Smurf1 has been reported to selectively interact with Smad1 and Smad5, but not with Smad2 and Smad4, thereby specifically targeting the BMP pathway-specific Smads for degradation (14). To gain insight into the function of Smurf2, we first assessed its ability to interact with different Smads in transfected cells. Using epitope-tagged proteins in coimmunoprecipitation and Western analyses, we found that Smurf2 interacted efficiently with Smad1, associated weakly with Smad2 and Smad3, but did not interact with Smad4 (Fig. 2A). This observation is consistent with the presence of the PPXY motif in the linker region of most Smads but not in the common mediator Smad, Smad4. Similar to the receptor-independent interaction of Smurf1 with Smad1, coexpression of the activated BMP type I receptor ALK2 or ALK6 with Smad1, or of the activated TGF-β type I receptor TβRI with Smad2 or Smad3, had no effect on the associations (data not shown). We also assessed the association of the WW domains of Smurf2 (amino acids 248–369) with Smad1, Smad2, or Smad3. Similar to full-length Smurf2, the WW domains of Smurf2 had a higher affinity for Smad1 than for Smad2 or Smad3 (Fig. 2B). The N-terminal C2 (amino acids 1–257) and the C-terminal Hect (amino acids 363–748) domains of Smurf2 did not associate with Smad2 (Fig. 2C) or Smad1 (data not shown), even though the former segment contained a WW-like motif (amino acid 159–188). The WW domains of Smurf2 (amino acids 248–369) interacted more efficiently with Smad2 than full-length Smurf2 (Fig. 2C). It is difficult to compare the efficiencies of interaction of full-length Smurf2 and its WW domains with Smad1, since expression of full-length Smurf2 dramatically decreased the protein level of Smad1 (Fig. 2A).
Figure 2.
Physical interactions of Smurf2 with Smads. (A) Full-length Smurf2 interacts with Smad1, Smad2, and Smad3 in mammalian cells. COS-1 cells were transfected with expression plasmids for FLAG (F)-tagged full-size Smad1, Smad2, Smad3, or Smad4 or Myc (M)-tagged Smurf2, as marked.
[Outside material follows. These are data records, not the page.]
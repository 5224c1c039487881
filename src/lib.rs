//! keydesk: a chat bot engine that hands out VPN access keys
//!
//! One inbound event stream is split into per-chat sessions, and each
//! session runs its own copy of a declarative dialog graph.

pub mod bot;
pub mod config;
pub mod demux;
pub mod dialog;
pub mod inventory;
pub mod keys;
pub mod outline;
pub mod pipe;
pub mod session;
pub mod transport;
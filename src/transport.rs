//! JSON-lines transport
//!
//! Inbound: one [`ChatEvent`] object per line. Outbound: one object per line
//! holding `chat_id` plus the fields of the [`OutgoingMessage`]. A chat
//! platform adapter sits on the other side of the pipe.

use crate::session::{
    ChatEvent, ChatMeta, DeliveryError, EventSource, OutboundSink, OutgoingMessage, SourceError,
};
use async_trait::async_trait;
use futures::Stream;
use serde::Serialize;
use std::io::{self, BufRead};
use tokio::io::{AsyncBufRead, AsyncBufReadExt, AsyncWrite, AsyncWriteExt};
use tokio::sync::{mpsc, Mutex};
use tokio_stream::wrappers::{LinesStream, UnboundedReceiverStream};
use tokio_stream::StreamExt;

/// Reads chat events from a stream of text lines
pub struct JsonLinesSource<L> {
    lines: L,
    skipped: u64,
}

impl<R: AsyncBufRead> JsonLinesSource<LinesStream<R>> {
    pub fn new(reader: R) -> Self {
        Self::from_lines(LinesStream::new(reader.lines()))
    }
}

impl JsonLinesSource<UnboundedReceiverStream<io::Result<String>>> {
    /// Read `reader` on a dedicated OS thread.
    ///
    /// For process stdin. A read parked on tokio's blocking pool keeps
    /// runtime shutdown waiting until the next line arrives; a detached
    /// thread does not. The thread exits at end of input, on a read error,
    /// or once the source is dropped and the next line is read.
    pub fn blocking<R>(reader: R) -> io::Result<Self>
    where
        R: BufRead + Send + 'static,
    {
        let (tx, rx) = mpsc::unbounded_channel();
        std::thread::Builder::new()
            .name("keydesk-input".to_string())
            .spawn(move || {
                for line in reader.lines() {
                    let failed = line.is_err();
                    if tx.send(line).is_err() || failed {
                        break;
                    }
                }
            })?;
        Ok(Self::from_lines(UnboundedReceiverStream::new(rx)))
    }
}

impl<L> JsonLinesSource<L> {
    pub fn from_lines(lines: L) -> Self {
        Self { lines, skipped: 0 }
    }

    /// Lines dropped because they did not decode
    pub fn skipped(&self) -> u64 {
        self.skipped
    }
}

#[async_trait]
impl<L> EventSource for JsonLinesSource<L>
where
    L: Stream<Item = io::Result<String>> + Unpin + Send,
{
    type Event = ChatEvent;

    async fn next_event(&mut self) -> Result<Option<ChatEvent>, SourceError> {
        while let Some(line) = self.lines.next().await {
            let line = line?;
            if line.trim().is_empty() {
                continue;
            }
            match serde_json::from_str(&line) {
                Ok(event) => return Ok(Some(event)),
                Err(err) => {
                    self.skipped += 1;
                    tracing::warn!(error = %err, "skipping malformed event line");
                }
            }
        }
        Ok(None)
    }
}

#[derive(Serialize)]
struct OutboundLine<'a> {
    chat_id: i64,
    #[serde(flatten)]
    message: &'a OutgoingMessage,
}

/// Writes outgoing messages as JSON lines
pub struct JsonLinesSink<W> {
    writer: Mutex<W>,
}

impl<W> JsonLinesSink<W> {
    pub fn new(writer: W) -> Self {
        Self {
            writer: Mutex::new(writer),
        }
    }

    pub fn into_inner(self) -> W {
        self.writer.into_inner()
    }
}

#[async_trait]
impl<W> OutboundSink<ChatMeta> for JsonLinesSink<W>
where
    W: AsyncWrite + Unpin + Send,
{
    async fn deliver(&self, meta: &ChatMeta, message: &OutgoingMessage) -> Result<(), DeliveryError> {
        let mut line = serde_json::to_vec(&OutboundLine {
            chat_id: meta.chat_id,
            message,
        })?;
        line.push(b'\n');

        // Whole lines only; concurrent sessions must not interleave bytes
        let mut writer = self.writer.lock().await;
        writer.write_all(&line).await?;
        writer.flush().await?;
        Ok(())
    }
}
Cell lysates were subjected to anti-FLAG immunoprecipitation followed by anti-Myc immunoblotting. (Top) Coprecipitation of M-Smurf2 with F-Smad1, Smad2, or Smad3 is shown. The levels of F-Smads in the immunoprecipitates (Middle) and M-Smurf2 in total cell lysates (Bottom) are shown as indicated. (B) WW domains of Smurf2 (amino acids 248–369) interact with Smad1, Smad2, or Smad3. Lysates of COS-1 cells, transfected with F-Smad1, Smad2, Smad3, or Smad4 and/or HA-tagged WW domains of Smurf2 expression plasmids, were subjected to anti-FLAG immunoprecipitation followed by anti-HA immunoblotting to detect association of HA-Smurf2 (WW) with F-Smad1, Smad2, or Smad3 (Top). The levels of F-Smads in the immunoprecipitates (Middle) and H-Smurf2 (WW) in the total cell lysates (Bottom) are shown as indicated. (C) WW domains (amino acids 248–369) but not C2 or Hect domains of Smurf2 interact with Smad. COS-1 cells were transfected with HA-tagged Smurf2 (FL), HA-Smurf2 fragments (C2, WW, or Hect) and/or F-Smad2, as indicated. Immunoprecipitation with anti-HA antibodies was followed by anti-FLAG immunostaining to detect Smurf2-associated Smad2 (top). (Middle) The anti-HA immunoprecipitated Smurf2 or its fragments (indicated by arrowheads) is shown. (Bottom) The expression level of Smad2 is shown. (D) Yeast two-hybrid assays demonstrate the interaction of Smad1, Smad2, and Smad3, but not Smad4, with the WW domain segment, and the requirement of the linker (L) region and the PPXY sequence of Smads. Interactions were scored by measuring the β-galactosidase activity from − (negative) to +++ (strongly positive).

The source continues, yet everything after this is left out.